Bulette = Kampfbrötchen

■ Marie Lorbeers Berlin-Führer „Multikulturelles Berlin“

Was zuerst wie eine Schrift der Friede-Freude-Eierkuchen-Fraktion erscheint, entpuppt sich dann doch als informativer Berlin-Führer. Schließlich wurde das „multikulturelle Berlin“ in solch kompakter Form noch nie so ausführlich vorgestellt wie in dem von Marie Lorbeer bei ElefantenPress herausgegebenen Bändchen.

Das handliche, gut lesbare Buch stellt zahlreiche Einwanderer vor, die im Laufe der Geschichte den Weg in diese Stadt fanden. Zunächst erfolgt ein historischer Abriß. Berlin ist seit Jahrhunderten eine Einwanderungsstadt, nicht erst seit den fünfziger, sechziger Jahren. Eine Anekdote für rigide „Das Boot ist voll“-Vertreter: 1685 soll Kurfürst Friedrich Wilhelm französische Hugenotten deswegen angeworben haben, weil er sich von diesen eine Vorbildfunktion für seine Untertanen erhoffte.

Eingestreute Porträts, meist von Künstlern und Intellektuellen, lockern die zahlreichen knapp formulierten Kapitel auf. Neben Statistiken, wie viele Immigranten in Berlin leben und woher sie stammen (sehr detailliert: zwei kommen von den Komoren, einer aus Bhutan), kann man sich über amüsante Einflüsse anderer Sprachen auf das Berlinische informieren. Wer weiß schon, daß das Wort „Bulette“ aus der Zeit der Napoleonischen Belagerung, abgeleitet von „boule“ (kleine Kugel) kommt, deren Fleischgehalt von vielen angezweifelt und deshalb „Kampfbrötchen“ genannt wird.

Friedhöfe, Moscheen und Synagogen, aber auch Feiertage mit ihrer Geschichte bis in die Gegenwart werden beschrieben, so daß man sich eine Vorstellung von den Bräuchen der unterschiedlichen Kulturen machen kann. Weiter werden bildende Kunst und Literatur der eingewanderten Berliner samt ihrer Rezeption unter die Lupe genommen (oft genug nur gering beachtet, wurde ihr der Stempel der Gastarbeiterkunst aufgedrückt). Die zahlreichen Beiträge befassen sich mit Kochrezepten und der Ethno-Euphorie ebenso wie mit der Beschränkung der Glaubensfreiheit vor allem der Moslems in der Bundesrepublik, mit der deutschen (Un-)Rechtsprechung und mit diversen Schulgründungen. Auch daß „Gastarbeiter“ mal Rentner werden, bleibt nicht außen vor.
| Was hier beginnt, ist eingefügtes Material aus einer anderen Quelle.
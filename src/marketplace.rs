//! The marketplace buy back: a student spends accumulated savings to reopen
//! an assignment they failed or let lapse. Savings are read from graded
//! scores, purchases are negative euro entries in the ledger, and the whole
//! reclaim is one transaction.

use log::info;
use sqlx::{SqliteConnection, SqlitePool};

use crate::assignment::get_assignment;
use crate::error::LessonError;
use crate::ledger::{self, LedgerReason};
use crate::schema::{Assignment, AssignmentStatus};
use crate::FAR_FUTURE_DEADLINE_MS;

/// What the student can still spend: the euro value earned through graded
/// assignments minus what earlier buy backs already consumed.
pub async fn available_savings(
    con: &mut SqliteConnection,
    student_id: i64,
) -> Result<f64, LessonError> {
    let earned: Option<f64> = sqlx::query_scalar(
        r#"
        SELECT SUM(lesson.price * assignment.score / 100.0)
        FROM assignment
        INNER JOIN lesson ON lesson.id = assignment.lesson_id
        WHERE assignment.student_id = ? AND assignment.status = 'GRADED'
        "#,
    )
    .bind(student_id)
    .fetch_one(&mut *con)
    .await?;

    let spent =
        ledger::euro_sum_for_user_by_reason(con, student_id, LedgerReason::MarketplacePurchase)
            .await?;

    Ok(earned.unwrap_or(0.0) + spent)
}

/// Buys a failed or lapsed assignment back and resets it in place, so the
/// student can retake it as if it was freshly assigned.
pub async fn reclaim(
    db: &SqlitePool,
    assignment_id: i64,
    student_id: i64,
    now: i64,
) -> Result<Assignment, LessonError> {
    let mut tx = db.begin().await?;

    let assignment = crate::assignment::fetch_assignment_row(&mut *tx, assignment_id).await?;
    if assignment.student_id != student_id {
        return Err(LessonError::forbidden("this assignment belongs to another student"));
    }

    // one buy back per assignment, ever; checked first so a reopened
    // assignment answers with the right error
    if ledger::exists_for_assignment(&mut tx, assignment_id, LedgerReason::MarketplacePurchase)
        .await?
    {
        return Err(LessonError::AlreadyPurchased);
    }

    let eligible = match AssignmentStatus::parse(&assignment.status)? {
        AssignmentStatus::Failed => true,
        AssignmentStatus::Pending => assignment.deadline <= now,
        _ => false,
    };
    if !eligible {
        return Err(LessonError::not_eligible(
            "only failed or lapsed assignments can be bought back",
        ));
    }

    let lesson = crate::catalog::fetch_lesson_row(&mut *tx, assignment.lesson_id).await?;
    let savings = available_savings(&mut tx, student_id).await?;
    if lesson.price > savings {
        return Err(LessonError::InsufficientSavings {
            required: lesson.price,
            available: savings,
        });
    }

    ledger::record(
        &mut tx,
        student_id,
        Some(assignment_id),
        0,
        -lesson.price,
        LedgerReason::MarketplacePurchase,
        Some(&format!("bought back '{}'", lesson.title)),
        now,
    )
    .await?;

    sqlx::query(
        r#"
        UPDATE assignment
        SET status = 'PENDING', deadline = ?, answers = NULL, score = NULL,
            teacher_comments = NULL, points_awarded = NULL, extra_points = 0,
            graded_at = NULL, tries = 0, tap_count = 0
        WHERE id = ?
        "#,
    )
    .bind(FAR_FUTURE_DEADLINE_MS)
    .bind(assignment_id)
    .execute(&mut *tx)
    .await?;

    // the word taps start over as well
    sqlx::query("DELETE FROM word_tap WHERE assignment_id = ?")
        .bind(assignment_id)
        .execute(&mut *tx)
        .await?;

    tx.commit().await?;
    info!(
        "student {} bought back assignment {} for {:.2}",
        student_id, assignment_id, lesson.price
    );

    get_assignment(db, assignment_id).await
}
Was in diesem Buch fehlt, ist der Durchschnittsmensch. Schließlich sind die wenigsten Ballettänzer, Musiker, Schriftsteller oder ähnliches. Ebenso werden ausländerfeindliche Positionen von deutscher Seite ausgespart. Beispielsweise die von Frauen, die aufgrund unangenehmer Erfahrungen von Anmache oder dergleichen auf Ausländer mit Angst und Vorurteilen reagieren. Und auch auf seiten der Immigranten gibt es ja sicher Vorurteile.

So bewegen sich die Autoren des Buches insgesamt zu sehr in der Welt der schönen Künste. Natürlich kann ein Buch nicht alles leisten, aber man merkt zu stark die Bemühung, Multikulturalität aus vornehmlich friedensbewegter Sicht zu betrachten. Dabei lösen sich gesellschaftliche Unterschiede doch auf Straßenfesten, Festivals und Uni-Aktionen nicht gleich in Wohlgefallen auf. Aber das Buch lädt mit seinem Adressenteil immerhin zum Kennenlernen vieler Orte des kulturellen Austausches ein – nicht nur zum Essengehen in einem exotischen Restaurant. Katja Winckler

Marie Lorbeer (Hg.): „Multikulturelles Berlin“, ElefantenPress 1994, 172 Seiten, 19,90 DM.